* Task prompt *
Determine which lines of the records include the word "resultUrls", and copy them.

Dataset entries
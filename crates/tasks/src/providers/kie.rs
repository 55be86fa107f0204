//! kie.ai jobs API
//!
//! Every response is wrapped as `{code, msg, data}`. Job records (from the
//! callback or from `recordInfo`) carry `state` and, on success, a
//! `resultJson` string holding `resultUrls`.

use aigc_shared::{MediaKind, ProviderId};
use async_trait::async_trait;
use serde::Deserialize;
use serde_json::{json, Value};

use super::{
    collect_assets, error_body, ProviderAdapter, ProviderResult, RecallContext, RecallOutcome,
    SubmitContext, SubmitOutcome, REQUEST_TIMEOUT,
};
use crate::error::ProviderError;
use crate::model::MediaResult;

pub const DEFAULT_BASE_URL: &str = "https://api.kie.ai";

#[derive(Debug, Clone)]
pub struct KieAiConfig {
    pub api_key: String,
    pub base_url: String,
}

impl KieAiConfig {
    pub fn new(api_key: impl Into<String>) -> Self {
        Self {
            api_key: api_key.into(),
            base_url: DEFAULT_BASE_URL.to_string(),
        }
    }

    pub fn with_base_url(mut self, base_url: impl Into<String>) -> Self {
        self.base_url = base_url.into();
        self
    }
}

#[derive(Debug, Deserialize)]
struct Envelope<T> {
    code: i64,
    #[serde(default)]
    msg: Option<String>,
    data: Option<T>,
}

#[derive(Debug, Deserialize)]
#[serde(rename_all = "camelCase")]
struct CreatedJob {
    task_id: String,
}

pub struct KieAiAdapter {
    config: KieAiConfig,
    client: reqwest::Client,
}

impl KieAiAdapter {
    pub fn new(config: KieAiConfig) -> Self {
        Self {
            config,
            client: reqwest::Client::new(),
        }
    }

    fn url(&self, path: &str) -> String {
        format!("{}{}", self.config.base_url.trim_end_matches('/'), path)
    }
}

/// Job record from either a callback body or a `recordInfo` response
fn job_record(payload: &Value) -> &Value {
    payload.get("data").unwrap_or(payload)
}

#[async_trait]
impl ProviderAdapter for KieAiAdapter {
    fn id(&self) -> ProviderId {
        ProviderId::KieAi
    }

    fn webhook_path(&self) -> Option<&'static str> {
        Some("kie")
    }

    async fn submit(&self, ctx: &SubmitContext) -> Result<SubmitOutcome, ProviderError> {
        if self.config.api_key.is_empty() {
            return Err(ProviderError::NotConfigured("kie.ai API key not configured".into()));
        }

        let mut body = json!({
            "model": ctx.request.provider_model,
            "input": ctx.request.params,
        });
        if let Some(webhook_url) = &ctx.webhook_url {
            body["callBackUrl"] = Value::String(webhook_url.clone());
        }

        let response = self
            .client
            .post(self.url("/api/v1/jobs/createTask"))
            .bearer_auth(&self.config.api_key)
            .timeout(REQUEST_TIMEOUT)
            .json(&body)
            .send()
            .await?;

        if !response.status().is_success() {
            let status = response.status();
            let body = error_body(response).await;
            tracing::error!(
                sub_task_id = %ctx.sub_task_id,
                status = %status,
                error_body = %body,
                "kie.ai createTask failed"
            );
            return Err(ProviderError::Api {
                status: status.as_u16(),
                message: body,
            });
        }

        let envelope: Envelope<CreatedJob> = response
            .json()
            .await
            .map_err(|e| ProviderError::InvalidPayload(format!("kie.ai createTask response: {}", e)))?;

        // kie.ai reports business errors with HTTP 200 and a non-200 code
        let job = match (envelope.code, envelope.data) {
            (200, Some(job)) => job,
            (code, _) => {
                let message = envelope.msg.unwrap_or_else(|| "createTask rejected".into());
                tracing::error!(
                    sub_task_id = %ctx.sub_task_id,
                    code = code,
                    message = %message,
                    "kie.ai rejected job"
                );
                return Err(ProviderError::Api {
                    status: u16::try_from(code).unwrap_or(500),
                    message,
                });
            }
        };

        tracing::info!(
            sub_task_id = %ctx.sub_task_id,
            kie_task_id = %job.task_id,
            "Created kie.ai job"
        );

        Ok(SubmitOutcome {
            tracking_id: job.task_id,
            immediate: None,
            provider_meta: None,
        })
    }

    async fn recall(&self, ctx: &RecallContext) -> RecallOutcome {
        let response = match self
            .client
            .get(self.url("/api/v1/jobs/recordInfo"))
            .query(&[("taskId", &ctx.tracking_id)])
            .bearer_auth(&self.config.api_key)
            .timeout(REQUEST_TIMEOUT)
            .send()
            .await
        {
            Ok(response) => response,
            Err(e) => return RecallOutcome::Failed(format!("kie.ai recordInfo failed: {}", e)),
        };

        if !response.status().is_success() {
            return RecallOutcome::Failed(format!(
                "kie.ai recordInfo returned {}",
                response.status()
            ));
        }

        let body: Value = match response.json().await {
            Ok(body) => body,
            Err(e) => return RecallOutcome::Failed(format!("kie.ai recordInfo was not JSON: {}", e)),
        };

        match job_record(&body).get("state").and_then(Value::as_str) {
            Some("success") | Some("fail") => RecallOutcome::Ready(body),
            Some(_) => RecallOutcome::Pending,
            None => RecallOutcome::Failed("kie.ai record has no state".into()),
        }
    }

    fn normalize(&self, payload: &Value, kind: MediaKind) -> Result<ProviderResult, ProviderError> {
        let record = job_record(payload);
        let state = record
            .get("state")
            .and_then(Value::as_str)
            .ok_or_else(|| ProviderError::InvalidPayload("kie.ai record has no state".into()))?;

        match state {
            "success" => {
                let raw = record
                    .get("resultJson")
                    .and_then(Value::as_str)
                    .ok_or_else(|| ProviderError::InvalidPayload("kie.ai record has no resultJson".into()))?;
                let parsed: Value = serde_json::from_str(raw)
                    .map_err(|e| ProviderError::InvalidPayload(format!("kie.ai resultJson: {}", e)))?;

                let assets = collect_assets(parsed.get("resultUrls"));
                if assets.is_empty() {
                    return Err(ProviderError::InvalidPayload("kie.ai result has no urls".into()));
                }
                Ok(ProviderResult::Success {
                    result: MediaResult::new(kind, assets),
                    provider_meta: Some(json!({
                        "taskId": record.get("taskId"),
                        "costTime": record.get("costTime"),
                    })),
                })
            }
            "fail" => Ok(ProviderResult::Failure {
                message: record
                    .get("failMsg")
                    .and_then(Value::as_str)
                    .filter(|m| !m.is_empty())
                    .unwrap_or("kie.ai job failed")
                    .to_string(),
                code: record.get("failCode").and_then(|c| match c {
                    Value::String(s) if !s.is_empty() => Some(s.clone()),
                    Value::Number(n) => Some(n.to_string()),
                    _ => None,
                }),
            }),
            other => Err(ProviderError::InvalidPayload(format!(
                "kie.ai job not finished: {}",
                other
            ))),
        }
    }
}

* Solution for this exercise *
//! `resultJson` string holding `resultUrls`.
                let assets = collect_assets(parsed.get("resultUrls"));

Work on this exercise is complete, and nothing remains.